The common law rule holds a common carrier, in the absence of special contract, liable for loss of goods in transit, unless the carrier can show that the loss was attributable to an act of God, the public enemy, the fault of the shipper, or inherent defect in the goods shipped. This rule obtains in this jurisdiction as to intrastate shipments. Merchant v. Lassiter, 224 N. C., 343, 30 S. E. (2d), 217. In that case it was said, “A carrier is an insurer against loss of goods received for shipment. . . . It is bound to safely carry and deliver merchandise received and accepted for transportation (Meredith v. R. R., 137 N. C., 478, 50 S. E., 1), and in case of loss plaintiff need only prove delivery to and nondelivery by the carrier,” citing Morris v. Express Co., 183 N. C., 144, 110 S. E., 855; Moore v. R. R., 183 N. C., 213, 111 S. E., 166; Perry v. R. R., 171 N. C., 158, 88 S. E., 156.
In the case at bar the shipment was interstate; hence “rights and liabilities of the parties depend upon Acts of Congress, the bill of lading, and common law rules as accepted and applied in Federal tribunals,” *175 Cincinnati, N. O. & T. P. R. Co. v. Rankin, 241 U. S., 319; White v. Southern R. Co., 208 S. C., 319, 38 S. E. (2d), 111; 165 A. L. R., 988. Accordingly it is argued here that the language of the Carmack and Cummins Amendments to the Hepburn Act declaring the carrier liable for any loss of goods in transit “caused by it,” and that if loss be due to “carelessness or negligence” of the carrier no notice of claim should be required as condition precedent to recovery, indicates a modification of the common law rule, but we think the reference to negligence as affecting the carrier’s liability applies only in case of failure to give required notice of claim. Cincinnati, N. O. & T. P. R. Co. v. Rankin, 241 U. S., 319; Adams Exp. Co. v. Croninger, 226 U. S., 491; Missouri K. & T. R. Co. v. Harriman Bros., 227 U. S., 657 (672); Chesapeake & O. R. Co. v. Thompson Mfg. Co., 270 U. S., 416; Gillette Safety Razor Co. v. Davis, 278 Fed., 864; Lehigh Valley R. Co. v. Lysaght, 271 Fed., 906. The rule of substantive law that the common carrier is liable for failure to transport safely goods received by him for shipment interstate, unless the loss be due to one of the causes herein referred to, has not been changed by statute or authoritative rule of the Federal courts. Chesapeake & O. R. Co. v. Thompson Mfg. Co., 270 U. S., 416; Cincinnati, N. O. & T. P. R. Co. v. Rankin, 241 U. S., 319; Chicago E. Ill. R. Co. v. Collins Produce Co., 249 U. S., 186. Proof of delivery to carrier and failure to transport safely to consignee was sufficient to make out a case. “If the failure to deliver was due to the act of God, the public enemy, or some cause against which it might lawfully contract, it was for the carrier to bring itself within such exception. In the absence of such proof, the plaintiffs are entitled to recover.” Galveston H. & S. A. R. Co. v. Wallace, 223 U. S., 481.

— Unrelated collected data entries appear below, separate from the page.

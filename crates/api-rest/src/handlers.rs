//! Route handlers.
//!
//! Every handler converts domain failures at the boundary with [`ApiError::from_account`],
//! naming the message used when the failure is internal.

use crate::error::ApiError;
use crate::extract::Authenticated;
use crate::AppState;
use api_shared::{
    AuthRes, ChangePasswordReq, HealthRes, HealthService, LoginReq, MedicalHistoryRes,
    MedicalHistoryUpdateReq, MessageRes, PrivacySettingsRes, PrivacySettingsUpdateReq,
    ProfileUpdateReq, RegisterReq, UserRes,
};
use axum::{
    extract::{rejection::JsonRejection, State},
    http::StatusCode,
    response::Json,
};
use serde_json::Value;
use telehealth_core::{AccountError, NewAccount, Role};

#[utoipa::path(
    get,
    path = "/health",
    responses(
        (status = 200, description = "Health check response", body = HealthRes)
    )
)]
/// Health check endpoint for monitoring and load balancers.
#[axum::debug_handler(state = AppState)]
pub async fn health() -> Json<HealthRes> {
    Json(HealthService::check_health())
}

#[utoipa::path(
    post,
    path = "/api/auth/register",
    request_body = RegisterReq,
    responses(
        (status = 201, description = "Account created", body = AuthRes),
        (status = 400, description = "Invalid input", body = MessageRes),
        (status = 409, description = "Username or email already registered", body = MessageRes),
        (status = 500, description = "Internal server error", body = MessageRes)
    )
)]
/// Register a new patient or doctor account
///
/// Returns a bearer token together with the new account.
#[axum::debug_handler(state = AppState)]
pub async fn register(
    State(state): State<AppState>,
    body: Result<Json<RegisterReq>, JsonRejection>,
) -> Result<(StatusCode, Json<AuthRes>), ApiError> {
    const FAILURE: &str = "Error registering user";

    let Json(req) = body.map_err(ApiError::from_json_rejection)?;
    let role: Role = req
        .role
        .parse()
        .map_err(|e| ApiError::from_account(e, FAILURE))?;

    let session = state
        .accounts
        .register(NewAccount {
            username: req.username,
            name: req.name,
            email: req.email,
            password: req.password,
            role,
        })
        .map_err(|e| ApiError::from_account(e, FAILURE))?;

    Ok((StatusCode::CREATED, Json(session.into())))
}

#[utoipa::path(
    post,
    path = "/api/auth/login",
    request_body = LoginReq,
    responses(
        (status = 200, description = "Logged in", body = AuthRes),
        (status = 401, description = "Invalid credentials", body = MessageRes),
        (status = 500, description = "Internal server error", body = MessageRes)
    )
)]
#[axum::debug_handler(state = AppState)]
pub async fn login(
    State(state): State<AppState>,
    body: Result<Json<LoginReq>, JsonRejection>,
) -> Result<Json<AuthRes>, ApiError> {
    let Json(req) = body.map_err(ApiError::from_json_rejection)?;
    let session = state
        .accounts
        .login(&req.username, &req.password)
        .map_err(|e| ApiError::from_account(e, "Error logging in"))?;
    Ok(Json(session.into()))
}

#[utoipa::path(
    get,
    path = "/api/auth/me",
    security(("bearer_auth" = [])),
    responses(
        (status = 200, description = "The authenticated account", body = UserRes),
        (status = 401, description = "Authentication required", body = MessageRes)
    )
)]
#[axum::debug_handler(state = AppState)]
pub async fn me(Authenticated(session): Authenticated) -> Json<UserRes> {
    Json(session.into_account().into())
}

#[utoipa::path(
    get,
    path = "/api/users/profile",
    security(("bearer_auth" = [])),
    responses(
        (status = 200, description = "Profile of the authenticated account", body = UserRes),
        (status = 401, description = "Authentication required", body = MessageRes),
        (status = 500, description = "Internal server error", body = MessageRes)
    )
)]
#[axum::debug_handler(state = AppState)]
pub async fn get_profile(
    State(state): State<AppState>,
    Authenticated(session): Authenticated,
) -> Result<Json<UserRes>, ApiError> {
    let view = state
        .accounts
        .profile(&session)
        .map_err(|e| ApiError::from_account(e, "Error fetching profile"))?;
    Ok(Json(view.into()))
}

#[utoipa::path(
    put,
    path = "/api/users/profile",
    security(("bearer_auth" = [])),
    request_body = ProfileUpdateReq,
    responses(
        (status = 200, description = "Updated profile", body = UserRes),
        (status = 400, description = "Invalid updates", body = MessageRes),
        (status = 401, description = "Authentication required", body = MessageRes),
        (status = 500, description = "Internal server error", body = MessageRes)
    )
)]
/// Update any subset of the profile fields
///
/// The whole request is rejected if any key is outside the profile allow-list.
#[axum::debug_handler(state = AppState)]
pub async fn update_profile(
    State(state): State<AppState>,
    Authenticated(session): Authenticated,
    body: Result<Json<Value>, JsonRejection>,
) -> Result<Json<UserRes>, ApiError> {
    let Json(body) = body.map_err(ApiError::from_json_rejection)?;
    let view = state
        .accounts
        .update_profile(&session, body)
        .map_err(|e| ApiError::from_account(e, "Error updating profile"))?;
    Ok(Json(view.into()))
}

#[utoipa::path(
    put,
    path = "/api/users/medical-history",
    security(("bearer_auth" = [])),
    request_body = MedicalHistoryUpdateReq,
    responses(
        (status = 200, description = "Updated medical history", body = MedicalHistoryRes),
        (status = 400, description = "Invalid updates", body = MessageRes),
        (status = 401, description = "Authentication required", body = MessageRes),
        (status = 403, description = "Only patients may update medical history", body = MessageRes),
        (status = 500, description = "Internal server error", body = MessageRes)
    )
)]
#[axum::debug_handler(state = AppState)]
pub async fn update_medical_history(
    State(state): State<AppState>,
    Authenticated(session): Authenticated,
    body: Result<Json<Value>, JsonRejection>,
) -> Result<Json<MedicalHistoryRes>, ApiError> {
    let Json(body) = body.map_err(ApiError::from_json_rejection)?;
    let history = state
        .accounts
        .update_medical_history(&session, body)
        .map_err(|e| ApiError::from_account(e, "Error updating medical history"))?;
    Ok(Json(history.into()))
}

#[utoipa::path(
    put,
    path = "/api/users/privacy-settings",
    security(("bearer_auth" = [])),
    request_body = PrivacySettingsUpdateReq,
    responses(
        (status = 200, description = "Updated privacy settings", body = PrivacySettingsRes),
        (status = 400, description = "Invalid updates", body = MessageRes),
        (status = 401, description = "Authentication required", body = MessageRes),
        (status = 500, description = "Internal server error", body = MessageRes)
    )
)]
#[axum::debug_handler(state = AppState)]
pub async fn update_privacy_settings(
    State(state): State<AppState>,
    Authenticated(session): Authenticated,
    body: Result<Json<Value>, JsonRejection>,
) -> Result<Json<PrivacySettingsRes>, ApiError> {
    let Json(body) = body.map_err(ApiError::from_json_rejection)?;
    let settings = state
        .accounts
        .update_privacy_settings(&session, body)
        .map_err(|e| ApiError::from_account(e, "Error updating privacy settings"))?;
    Ok(Json(settings.into()))
}

#[utoipa::path(
    put,
    path = "/api/users/change-password",
    security(("bearer_auth" = [])),
    request_body = ChangePasswordReq,
    responses(
        (status = 200, description = "Password updated", body = MessageRes),
        (status = 400, description = "New password rejected", body = MessageRes),
        (status = 401, description = "Current password is incorrect", body = MessageRes),
        (status = 500, description = "Internal server error", body = MessageRes)
    )
)]
#[axum::debug_handler(state = AppState)]
pub async fn change_password(
    State(state): State<AppState>,
    Authenticated(session): Authenticated,
    body: Result<Json<ChangePasswordReq>, JsonRejection>,
) -> Result<Json<MessageRes>, ApiError> {
    let Json(req) = body.map_err(ApiError::from_json_rejection)?;
    state
        .accounts
        .change_password(&session, &req.current_password, &req.new_password)
        .map_err(|e| match e {
            AccountError::InvalidCredentials => {
                ApiError::new(StatusCode::UNAUTHORIZED, "Current password is incorrect")
            }
            other => ApiError::from_account(other, "Error changing password"),
        })?;
    Ok(Json(MessageRes::new("Password updated successfully")))
}

#[utoipa::path(
    delete,
    path = "/api/users/account",
    security(("bearer_auth" = [])),
    responses(
        (status = 200, description = "Account deleted", body = MessageRes),
        (status = 401, description = "Authentication required", body = MessageRes),
        (status = 404, description = "Account not found", body = MessageRes),
        (status = 500, description = "Internal server error", body = MessageRes)
    )
)]
/// Delete the authenticated account
///
/// Tokens issued for the account are rejected afterwards.
#[axum::debug_handler(state = AppState)]
pub async fn delete_account(
    State(state): State<AppState>,
    Authenticated(session): Authenticated,
) -> Result<Json<MessageRes>, ApiError> {
    state
        .accounts
        .delete_account(&session)
        .map_err(|e| ApiError::from_account(e, "Error deleting account"))?;
    Ok(Json(MessageRes::new("Account deleted successfully")))
}
//! Session guard as an axum extractor.

use crate::error::ApiError;
use crate::AppState;
use api_shared::auth::bearer_token;
use axum::{
    extract::FromRequestParts,
    http::{header::AUTHORIZATION, request::Parts},
};
use telehealth_core::Session;

/// The authenticated caller.
///
/// Rejects with 401 `Authentication required` when the `Authorization` header is missing or
/// not a bearer credential, or when the token does not resolve to a stored account.
pub struct Authenticated(pub Session);

#[axum::async_trait]
impl FromRequestParts<AppState> for Authenticated {
    type Rejection = ApiError;

    async fn from_request_parts(
        parts: &mut Parts,
        state: &AppState,
    ) -> Result<Self, Self::Rejection> {
        let bearer = parts
            .headers
            .get(AUTHORIZATION)
            .and_then(|value| value.to_str().ok())
            .and_then(bearer_token);

        state
            .accounts
            .authenticate(bearer)
            .map(Authenticated)
            .map_err(|e| ApiError::from_account(e, "Error authenticating request"))
    }
}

That the loss of the goods was duo to robbery on the part of unknown persons does not relieve the carrier. While armed robbers may be in a souse enemies of society, the loss due to their depredations may not be held in law to come within the definition of “public enemies” as affecting the liability of a common carrier of goods (9 Am. Jur., 860, and cases cited; 20 A. L. R., 262 (Annotation)), in the absence of exemption therefor in the bill of lading, Kesler v. S. Ry. Co., 200 Ky., 713. The Federal statutes regulating transportation in interstate commerce by rail are made applicable to motor carriers. 49 U. S. C. A., sec. 319.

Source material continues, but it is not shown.